I grew up with dolls that looked like me, books with characters I could relate to, and TV shows filled with girls who were more like me than not. I assumed that I’d get into a good college, and that my middle-class parents would be able to pay for most of it. I’ve connected with job opportunities through my own networks, composed largely of privileged white people like me. I have two grown sons, but “the talk” I once had with them about handling a police stop —not that I could imagine anything worse than a ticket—was that they were too polite to insist on a lawyer. I never worried about them going out wearing hoodies. Or jogging. Or sitting alone, watching TV in their apartments after work.
When a co-worker gave birth to a gorgeous baby boy, she shared that her joy was clouded by her fears for his future. As a Black child, he is more likely to be harshly disciplined in preschool than his white peers. As a Black teen, he is more likely to end up in the juvenile justice system—or worse. As a Black man in America, even if he graduates with a degree from a top college, he is more likely than his white peers to be unemployed or underemployed in a job that doesn’t require a college degree.
To be clueless is to be callous. I want to be neither. John Rice speaks about being intentional in diversifying our lives, and I’m working on that. I’ve expanded my choice of books and news sources, music and arts offerings, organizations I support. Despite the social challenges of the pandemic, I’m trying to sustain and build diverse circles of friends —in and out of the workplace.
I see and think about racism more deeply now, not only the blatant systemic cruelty, but also the quiet, corrosive kind.

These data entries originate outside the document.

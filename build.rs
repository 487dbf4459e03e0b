// build.rs

use std::env;

fn main() {
    let version = env::var("SENTRA_VERSION")
        .unwrap_or_else(|_| env::var("CARGO_PKG_VERSION").unwrap_or_else(|_| "dev".to_string()));

    println!("cargo:rustc-env=CARGO_PKG_VERSION={version}");
    println!("cargo:rerun-if-env-changed=SENTRA_VERSION");
}
impl MasterState {
    pub fn new(
        config: Arc<Config>,
        manifest: Arc<crate::core::sync::ClusterItems>,
        registry: Arc<FunctionRegistry>,
        directory: Arc<dyn AgentDirectory>,
    ) -> Arc<Self> {
        let identity = config.identity();
        let state = Arc::new(Self {
            config,
            identity,
            manifest,
            registry: registry.clone(),
            directory: directory.clone(),
            workers: DashMap::new(),
            router: OnceCell::new(),
        });
        let link = Arc::new(MasterLink {
            state: Arc::downgrade(&state),
        });
        let router = Arc::new(Router::new(registry, directory, link));
        state
            .router
            .set(router)
            .unwrap_or_else(|_| unreachable!("router set once"));
        state
    }

    pub fn router(&self) -> Arc<Router> {
        self.router.get().expect("router set at construction").clone()
    }

    fn worker(&self, name: &str) -> Result<Arc<WorkerPeer>, SentraError> {
        self.workers
            .get(name)
            .map(|entry| entry.value().clone())
            .ok_or_else(|| SentraError::NodeNotConnected(name.to_string()))
    }

    /// Sends the same request to every connected worker and collects the
    /// per-worker outcomes.
    pub async fn broadcast(
        &self,
        command: &str,
        payload: Bytes,
    ) -> Vec<(String, Result<crate::core::session::Reply, SentraError>)> {
        let peers: Vec<Arc<WorkerPeer>> = self
            .workers
            .iter()
            .map(|entry| entry.value().clone())
            .collect();
        let mut responses = Vec::with_capacity(peers.len());
        for peer in peers {
            let outcome = peer.session.execute(command, payload.clone()).await;
            responses.push((peer.identity.node_name.clone(), outcome));
        }
        responses
    }

    /// The registry view served to `get_nodes`.
    pub fn nodes_view(&self, args: &Value) -> Value {
        let filter_node = filter_set(args, "filter_node");
        let filter_type = args
            .get("filter_type")
            .and_then(Value::as_str)
            .unwrap_or("all")
            .to_string();

        let mut items = Vec::new();
        if filter_type == "all" || filter_type == "master" {
            items.push(json!({
                "name": self.identity.node_name,
                "type": "master",
                "version": self.identity.version.to_string(),
                "ip": "localhost",
            }));
        }
        if filter_type == "all" || filter_type == "worker" {
            let mut names: Vec<String> =
                self.workers.iter().map(|e| e.key().clone()).collect();
            names.sort();
            for name in names {
                if let Ok(peer) = self.worker(&name) {
                    items.push(json!({
                        "name": peer.identity.node_name,
                        "type": "worker",
                        "version": peer.identity.version.to_string(),
                        "ip": peer.ip,
                    }));
                }
            }
        }
        if let Some(wanted) = filter_node {
            items.retain(|item| {
                item.get("name")
                    .and_then(Value::as_str)
                    .is_some_and(|name| wanted.iter().any(|w| w == name))
            });
        }

        json!({ "items": items, "totalItems": items.len() })
    }

    /// The per-worker sync health served to `get_health`.
    pub fn health_view(&self, filter: &Value) -> Value {
        let filter_node = filter_set(filter, "filter_node");
        let mut nodes = serde_json::Map::new();

        let include = |name: &str| {
            filter_node
                .as_ref()
                .map(|wanted| wanted.iter().any(|w| w == name))
                .unwrap_or(true)
        };

        if include(&self.identity.node_name) {
            nodes.insert(
                self.identity.node_name.clone(),
                json!({
                    "info": {
                        "name": self.identity.node_name,
                        "type": "master",
                        "version": self.identity.version.to_string(),
                        "ip": "localhost",
                    }
                }),
            );
        }
        for entry in self.workers.iter() {
            let peer = entry.value();
            if !include(&peer.identity.node_name) {
                continue;
            }
            nodes.insert(
                peer.identity.node_name.clone(),
                json!({
                    "info": {
                        "name": peer.identity.node_name,
                        "type": "worker",
                        "version": peer.identity.version.to_string(),
                        "ip": peer.ip,
                    },
                    "status": peer.status.lock().to_json(),
                }),
            );
        }

        json!({ "n_connected_nodes": self.workers.len(), "nodes": nodes })
    }
}

fn filter_set(args: &Value, key: &str) -> Option<Vec<String>> {
    match args.get(key)? {
        Value::String(s) => Some(vec![s.clone()]),
        Value::Array(items) => Some(
            items
                .iter()
                .filter_map(Value::as_str)
                .map(str::to_string)
                .collect(),
        ),
        _ => None,
    }
}
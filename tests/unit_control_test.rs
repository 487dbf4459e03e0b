use sentra::core::SentraError;
use sentra::core::control::{self, ControlBackend};
use sentra::core::dispatch::{ApiRequest, envelope_ok};
use serde_json::{Value, json};
use std::sync::Arc;
use tokio::sync::broadcast;

struct FakeBackend;

#[async_trait::async_trait]
impl ControlBackend for FakeBackend {
    async fn dapi(&self, request: ApiRequest) -> Value {
        json!({ "data": { "function": request.function }, "error": 0 })
    }

    async fn dapi_forward(&self, node: &str, request: ApiRequest) -> Value {
        json!({ "data": { "node": node, "function": request.function }, "error": 0 })
    }

    async fn get_nodes(&self, _args: Value) -> Result<Value, SentraError> {
        Ok(json!({ "items": [{"name": "master-node", "type": "master"}], "totalItems": 1 }))
    }

    async fn get_health(&self, _filter: Value) -> Result<Value, SentraError> {
        Err(SentraError::NodeNotConnected("worker-9".into()))
    }
}

async fn start_socket() -> (std::path::PathBuf, broadcast::Sender<()>) {
    let dir = tempfile::tempdir().unwrap();
    let path = dir.path().join("control.sock");
    // Keep the tempdir alive for the test duration.
    std::mem::forget(dir);
    let (shutdown_tx, _) = broadcast::channel(1);
    let rx = shutdown_tx.subscribe();
    let socket_path = path.clone();
    tokio::spawn(async move {
        control::run(socket_path, Arc::new(FakeBackend), rx).await.unwrap();
    });
    // Wait until the listener is up.
    for _ in 0..100 {
        if path.exists() {
            break;
        }
        tokio::time::sleep(std::time::Duration::from_millis(10)).await;
    }
    (path, shutdown_tx)
}

#[tokio::test]
async fn test_control_socket_routes_dapi() {
    let (path, _shutdown) = start_socket().await;
    let reply = control::execute(
        &path,
        r#"dapi {"function": "/agents", "arguments": {}}"#,
    )
    .await
    .unwrap();
    assert_eq!(reply["error"], json!(0));
    assert_eq!(reply["data"]["function"], json!("/agents"));
}

#[tokio::test]
async fn test_control_socket_routes_dapi_forward() {
    let (path, _shutdown) = start_socket().await;
    let reply = control::execute(
        &path,
        r#"dapi_forward worker-2 {"function": "/syscheck"}"#,
    )
    .await
    .unwrap();
    assert_eq!(reply["data"]["node"], json!("worker-2"));
    assert_eq!(reply["data"]["function"], json!("/syscheck"));
}

#[tokio::test]
async fn test_control_socket_wraps_get_nodes_and_errors() {
    let (path, _shutdown) = start_socket().await;

    let reply = control::execute(&path, "get_nodes {}").await.unwrap();
    assert_eq!(reply["error"], json!(0));
    assert_eq!(reply["data"]["totalItems"], json!(1));

    // Backend errors surface as {message, error}.
    let reply = control::execute(&path, "get_health {}").await.unwrap();
    assert_eq!(reply["error"], json!(3018));
    assert!(reply["message"].as_str().unwrap().contains("worker-9"));
}

#[tokio::test]
async fn test_control_socket_rejects_unknown_command() {
    let (path, _shutdown) = start_socket().await;
    let reply = control::execute(&path, "frobnicate {}").await.unwrap();
    assert_eq!(reply["error"], json!(3008));
}

#[tokio::test]
async fn test_control_socket_envelope_shape() {
    // The ok-envelope helper produces the documented shape.
    assert_eq!(
        envelope_ok(json!([1, 2])),
        json!({ "data": [1, 2], "error": 0 })
    );
}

The kind of racism that is so pervasive, it has seeped into our everyday interactions. The racism that is so unconscious, those who consider ourselves to be progressive have a hard time acknowledging it. The same Amy Cooper who called the police on birdwatcher Christian Cooper, also donated to the campaigns of Barack Obama and Pete Buttigieg. I can’t pretend to understand all that people of color experience because of racism, but I know that I can do more, and that white people can and must do better.
Proximity in the workplace can be a powerful antidote to countering prejudice and recognizing our commonalities. Familiarity doesn’t breed contempt. It breeds respect, compassion, and appreciation of difference. My co-workers helped open my eyes, my mind, and my heart. Their leadership will help bring about a world of greater equity and empathy. And I will be cheering them every step of the way.
Melinda Halpert is a writer based in Washington, D.C. She recently retired from a career in marketing and consulting, where she held senior leadership positions at nonprofits including Management Leadership for Tomorrow (MLT), First Book, and AARP.